Job Description
We are building the technological infrastructure for the year 2026. Apex Future Systems is seeking a visionary Senior AI Engineer to lead our next-generation AI research division. If you are passionate about the future of Generative AI, Large Language Models (LLMs), and autonomous agents, this is your opportunity to define the standard for artificial intelligence.
In this role, you will architect scalable AI solutions, optimize model performance, and integrate cutting-edge technologies to solve complex business problems. You will work in a high-impact environment where innovation is not just encouraged but required.
Why Join Us?
- Work on the frontier of AI technology.
- Competitive salary and equity package.
- Flexible remote-first culture with a vibrant SF office.
- Access to the latest hardware and cloud infrastructure.
Responsibilities
- Architect & Deploy: Design, build, and deploy scalable Generative AI models and LLM-based applications using modern frameworks like LangChain and LlamaIndex.
- Model Optimization: Fine-tune pre-trained models and optimize inference latency for production environments.
- RAG Pipelines: Design and implement Retrieval-Augmented Generation (RAG) architectures to enhance model accuracy and reduce hallucinations.
- MLOps Implementation: Establish robust MLOps pipelines for model versioning, monitoring, and automated retraining.
- Cross-Functional Collaboration: Partner with product managers, data scientists, and engineering teams to translate business requirements into technical AI solutions.
- Research & Innovation: Stay ahead of industry trends (e.g., 2026 AI roadmaps) and experiment with emerging technologies to drive product differentiation.
Qualifications
- Education: Bachelor’s or Master’s degree in Computer Science, Machine Learning, or a related field (PhD preferred).

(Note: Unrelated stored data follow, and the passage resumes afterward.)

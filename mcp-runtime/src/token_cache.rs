//! Per-client OAuth access token cache.
//!
//! Tokens are keyed by client id and obtained through the client-credentials
//! grant. Expired entries are swept lazily on every lookup; there is no
//! background timer. The map lock is only held for the synchronous sweep,
//! lookup and insert, never across the token exchange, so two concurrent
//! first requests for the same client may both exchange. The later insert
//! replaces the earlier one.

use std::collections::HashMap;
use std::sync::{Arc, Mutex, MutexGuard};

use petfinder_core::Credentials;
use petfinder_core::error::UpstreamError;
use serde::Deserialize;
use url::Url;

use crate::error::GatewayError;
use crate::upstream::parse_response_body;

/// Lower bound for the refresh safety margin, in seconds.
pub const MIN_SAFETY_MARGIN_SECS: i64 = 60;

/// Source of the current unix time in seconds.
pub trait Clock: Send + Sync {
    fn now(&self) -> i64;
}

#[derive(Debug, Clone, Copy, Default)]
pub struct SystemClock;

impl Clock for SystemClock {
    fn now(&self) -> i64 {
        chrono::Utc::now().timestamp()
    }
}

#[derive(Debug, Clone, PartialEq, Eq)]
pub struct CachedToken {
    pub access_token: String,
    /// Unix seconds.
    pub expires_at: i64,
}

impl CachedToken {
    fn is_usable(&self, now: i64, safety_margin: i64) -> bool {
        now < self.expires_at.saturating_sub(safety_margin)
    }
}

#[derive(Deserialize)]
struct TokenResponse {
    access_token: String,
    expires_in: i64,
}

pub struct TokenCache {
    http: reqwest::Client,
    token_url: Url,
    safety_margin_secs: i64,
    clock: Arc<dyn Clock>,
    entries: Mutex<HashMap<String, CachedToken>>,
}

impl TokenCache {
    pub fn new(
        http: reqwest::Client,
        token_url: Url,
        safety_margin_secs: i64,
        clock: Arc<dyn Clock>,
    ) -> Self {
        Self {
            http,
            token_url,
            safety_margin_secs: safety_margin_secs.max(MIN_SAFETY_MARGIN_SECS),
            clock,
            entries: Mutex::new(HashMap::new()),
        }
    }

    /// Return a usable access token for `credentials`, exchanging if needed.
    pub async fn get_token(&self, credentials: &Credentials) -> Result<String, GatewayError> {
        if !credentials.is_complete() {
            return Err(GatewayError::CredentialsMissing);
        }

        let fingerprint = credentials.fingerprint();
        if let Some(token) = self.lookup(&credentials.client_id, self.clock.now()) {
            tracing::debug!(event = "token_cache_hit", client = %fingerprint);
            return Ok(token);
        }

        tracing::info!(event = "token_exchange_started", client = %fingerprint);
        let fresh = self.exchange(credentials).await?;
        let expires_at = self.clock.now().saturating_add(fresh.expires_in);
        self.lock().insert(
            credentials.client_id.clone(),
            CachedToken {
                access_token: fresh.access_token.clone(),
                expires_at,
            },
        );
        tracing::info!(
            event = "token_exchange_succeeded",
            client = %fingerprint,
            expires_in = fresh.expires_in,
        );
        Ok(fresh.access_token)
    }

    /// Number of cached entries, including ones not yet swept.
    pub fn len(&self) -> usize {
        self.lock().len()
    }

    pub fn is_empty(&self) -> bool {
        self.len() == 0
    }

    /// Cached entry for a client id, if any.
    pub fn peek(&self, client_id: &str) -> Option<CachedToken> {
        self.lock().get(client_id).cloned()
    }

    fn lock(&self) -> MutexGuard<'_, HashMap<String, CachedToken>> {
        self.entries.lock().unwrap_or_else(|e| e.into_inner())
    }

    fn lookup(&self, client_id: &str, now: i64) -> Option<String> {
        let mut entries = self.lock();
        // Sweep on access: drop every entry that has fully expired.
        let before = entries.len();
        entries.retain(|_, token| token.expires_at > now);
        let evicted = before - entries.len();
        if evicted > 0 {
            tracing::debug!(event = "token_cache_swept", evicted, remaining = entries.len());
        }

        entries
            .get(client_id)
            .filter(|token| token.is_usable(now, self.safety_margin_secs))
            .map(|token| token.access_token.clone())
    }

    async fn exchange(&self, credentials: &Credentials) -> Result<TokenResponse, GatewayError> {
        let response = self
            .http
            .post(self.token_url.clone())
            .form(&[
                ("grant_type", "client_credentials"),
                ("client_id", credentials.client_id.as_str()),
                ("client_secret", credentials.client_secret.as_str()),
            ])
            .send()
            .await?;

        let status = response.status();
        let bytes = response.bytes().await?;

        if !status.is_success() {
            tracing::warn!(
                event = "token_exchange_rejected",
                client = %credentials.fingerprint(),
                status = status.as_u16(),
            );
            return Err(GatewayError::UpstreamAuth(UpstreamError::new(
                status.as_u16(),
                status.canonical_reason().unwrap_or_default(),
                parse_response_body(&bytes),
            )));
        }

        let malformed = |reason: String| {
            tracing::warn!(
                event = "token_exchange_malformed",
                client = %credentials.fingerprint(),
                error = %reason,
            );
            GatewayError::UpstreamAuth(UpstreamError::new(
                status.as_u16(),
                "Malformed token response",
                parse_response_body(&bytes),
            ))
        };

        let token = serde_json::from_slice::<TokenResponse>(&bytes)
            .map_err(|err| malformed(err.to_string()))?;
        if token.expires_in <= 0 {
            return Err(malformed(format!("expires_in {} is not positive", token.expires_in)));
        }
        Ok(token)
    }
}

#[cfg(test)]
pub(crate) mod tests {
    use std::sync::atomic::{AtomicI64, Ordering};

    use mockito::{Matcher, Server};
    use serde_json::json;

    use super::*;

    /// Clock whose time only moves when a test advances it.
    #[derive(Debug, Default)]
    pub(crate) struct ManualClock(AtomicI64);

    impl ManualClock {
        pub(crate) fn starting_at(now: i64) -> Arc<Self> {
            Arc::new(Self(AtomicI64::new(now)))
        }

        pub(crate) fn advance(&self, secs: i64) {
            self.0.fetch_add(secs, Ordering::SeqCst);
        }
    }

    impl Clock for ManualClock {
        fn now(&self) -> i64 {
            self.0.load(Ordering::SeqCst)
        }
    }

    fn cache_for(server: &Server, clock: Arc<ManualClock>) -> TokenCache {
        let token_url = Url::parse(&format!("{}/oauth2/token", server.url())).unwrap();
        TokenCache::new(reqwest::Client::new(), token_url, 60, clock)
    }

    fn token_body(token: &str, expires_in: i64) -> String {
        json!({
            "token_type": "Bearer",
            "expires_in": expires_in,
            "access_token": token
        })
        .to_string()
    }

    #[tokio::test]
    async fn second_call_within_validity_reuses_cached_token() {
        let mut server = Server::new_async().await;
        let mock = server
            .mock("POST", "/oauth2/token")
            .match_body(Matcher::AllOf(vec![
                Matcher::UrlEncoded("grant_type".into(), "client_credentials".into()),
                Matcher::UrlEncoded("client_id".into(), "client-a".into()),
                Matcher::UrlEncoded("client_secret".into(), "secret-a".into()),
            ]))
            .with_status(200)
            .with_body(token_body("token-1", 3600))
            .expect(1)
            .create_async()
            .await;

        let clock = ManualClock::starting_at(1_000);
        let cache = cache_for(&server, clock.clone());
        let creds = Credentials::new("client-a", "secret-a");

        let first = cache.get_token(&creds).await.unwrap();
        clock.advance(600);
        let second = cache.get_token(&creds).await.unwrap();

        assert_eq!(first, "token-1");
        assert_eq!(second, first);
        assert_eq!(
            cache.peek("client-a"),
            Some(CachedToken {
                access_token: "token-1".to_string(),
                expires_at: 4_600,
            })
        );
        mock.assert_async().await;
    }

    #[tokio::test]
    async fn token_inside_safety_margin_is_refreshed_and_replaced() {
        let mut server = Server::new_async().await;
        let first_mock = server
            .mock("POST", "/oauth2/token")
            .with_status(200)
            .with_body(token_body("token-1", 3600))
            .expect(1)
            .create_async()
            .await;

        let clock = ManualClock::starting_at(0);
        let cache = cache_for(&server, clock.clone());
        let creds = Credentials::new("client-a", "secret-a");
        assert_eq!(cache.get_token(&creds).await.unwrap(), "token-1");
        first_mock.assert_async().await;
        first_mock.remove_async().await;

        let second_mock = server
            .mock("POST", "/oauth2/token")
            .with_status(200)
            .with_body(token_body("token-2", 3600))
            .expect(1)
            .create_async()
            .await;

        // 3600 - 60 margin: the entry stops being usable at t = 3540.
        clock.advance(3_540);
        assert_eq!(cache.get_token(&creds).await.unwrap(), "token-2");
        assert_eq!(cache.peek("client-a").unwrap().expires_at, 3_540 + 3_600);
        assert_eq!(cache.len(), 1);
        second_mock.assert_async().await;
    }

    #[tokio::test]
    async fn lookup_sweeps_expired_entries_for_other_clients() {
        let mut server = Server::new_async().await;
        let short = server
            .mock("POST", "/oauth2/token")
            .match_body(Matcher::UrlEncoded("client_id".into(), "one-off".into()))
            .with_status(200)
            .with_body(token_body("short-lived", 100))
            .create_async()
            .await;
        let long = server
            .mock("POST", "/oauth2/token")
            .match_body(Matcher::UrlEncoded("client_id".into(), "regular".into()))
            .with_status(200)
            .with_body(token_body("long-lived", 3600))
            .create_async()
            .await;

        let clock = ManualClock::starting_at(0);
        let cache = cache_for(&server, clock.clone());
        cache
            .get_token(&Credentials::new("one-off", "s"))
            .await
            .unwrap();
        cache
            .get_token(&Credentials::new("regular", "s"))
            .await
            .unwrap();
        assert_eq!(cache.len(), 2);

        clock.advance(100);
        cache
            .get_token(&Credentials::new("regular", "s"))
            .await
            .unwrap();

        assert_eq!(cache.len(), 1);
        assert!(cache.peek("one-off").is_none());
        short.assert_async().await;
        long.assert_async().await;
    }

    #[tokio::test]
    async fn missing_credentials_fail_before_any_network_call() {
        let mut server = Server::new_async().await;
        let mock = server
            .mock("POST", "/oauth2/token")
            .expect(0)
            .create_async()
            .await;

        let cache = cache_for(&server, ManualClock::starting_at(0));
        let err = cache
            .get_token(&Credentials::new("client-a", ""))
            .await
            .unwrap_err();

        assert!(matches!(err, GatewayError::CredentialsMissing));
        assert!(cache.is_empty());
        mock.assert_async().await;
    }

    #[tokio::test]
    async fn rejected_exchange_carries_status_and_body() {
        let mut server = Server::new_async().await;
        let _token = server
            .mock("POST", "/oauth2/token")
            .with_status(401)
            .with_header("content-type", "application/problem+json")
            .with_body(
                json!({
                    "type": "https://www.petfinder.com/developers/v2/docs/errors/ERR-401/",
                    "status": 401,
                    "title": "Unauthorized",
                    "detail": "Access token invalid or expired"
                })
                .to_string(),
            )
            .create_async()
            .await;

        let cache = cache_for(&server, ManualClock::starting_at(0));
        let err = cache
            .get_token(&Credentials::new("client-a", "wrong"))
            .await
            .unwrap_err();

        let GatewayError::UpstreamAuth(upstream) = err else {
            panic!("expected UpstreamAuth, got {err:?}");
        };
        assert_eq!(upstream.status, 401);
        assert_eq!(upstream.status_text, "Unauthorized");
        assert_eq!(upstream.body["title"], "Unauthorized");
        assert!(cache.is_empty());
    }

    #[tokio::test]
    async fn non_positive_lifetime_is_malformed() {
        let mut server = Server::new_async().await;
        let _token = server
            .mock("POST", "/oauth2/token")
            .with_status(200)
            .with_body(token_body("token-1", 0))
            .create_async()
            .await;

        let cache = cache_for(&server, ManualClock::starting_at(0));
        let err = cache
            .get_token(&Credentials::new("client-a", "secret-a"))
            .await
            .unwrap_err();

        let GatewayError::UpstreamAuth(upstream) = err else {
            panic!("expected UpstreamAuth, got {err:?}");
        };
        assert_eq!(upstream.status_text, "Malformed token response");
        assert!(cache.is_empty());
    }

    #[tokio::test]
    async fn huge_lifetime_saturates_instead_of_overflowing() {
        let mut server = Server::new_async().await;
        let mock = server
            .mock("POST", "/oauth2/token")
            .with_status(200)
            .with_body(token_body("forever", i64::MAX))
            .expect(1)
            .create_async()
            .await;

        let clock = ManualClock::starting_at(1_000);
        let cache = cache_for(&server, clock.clone());
        let creds = Credentials::new("client-a", "secret-a");

        assert_eq!(cache.get_token(&creds).await.unwrap(), "forever");
        assert_eq!(cache.peek("client-a").unwrap().expires_at, i64::MAX);
        clock.advance(1_000_000);
        assert_eq!(cache.get_token(&creds).await.unwrap(), "forever");
        mock.assert_async().await;
    }

    #[test]
    fn safety_margin_is_clamped_to_minimum() {
        let cache = TokenCache::new(
            reqwest::Client::new(),
            Url::parse("http://127.0.0.1:9/oauth2/token").unwrap(),
            5,
            ManualClock::starting_at(0),
        );
        assert_eq!(cache.safety_margin_secs, MIN_SAFETY_MARGIN_SECS);
    }
}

- Experience: 5+ years of experience in software engineering, with at least 2 years specializing in AI/ML and LLMs.
- Programming: Proficiency in Python, PyTorch, or TensorFlow.
- AI Expertise: Strong understanding of Natural Language Processing (NLP), Transformer architectures, and Vector Databases (Pinecone, Milvus).
- Tooling: Experience with cloud platforms (AWS/GCP/Azure) and containerization (Docker/Kubernetes).
- Communication: Excellent verbal and written communication skills; ability to explain complex AI concepts to non-technical stakeholders.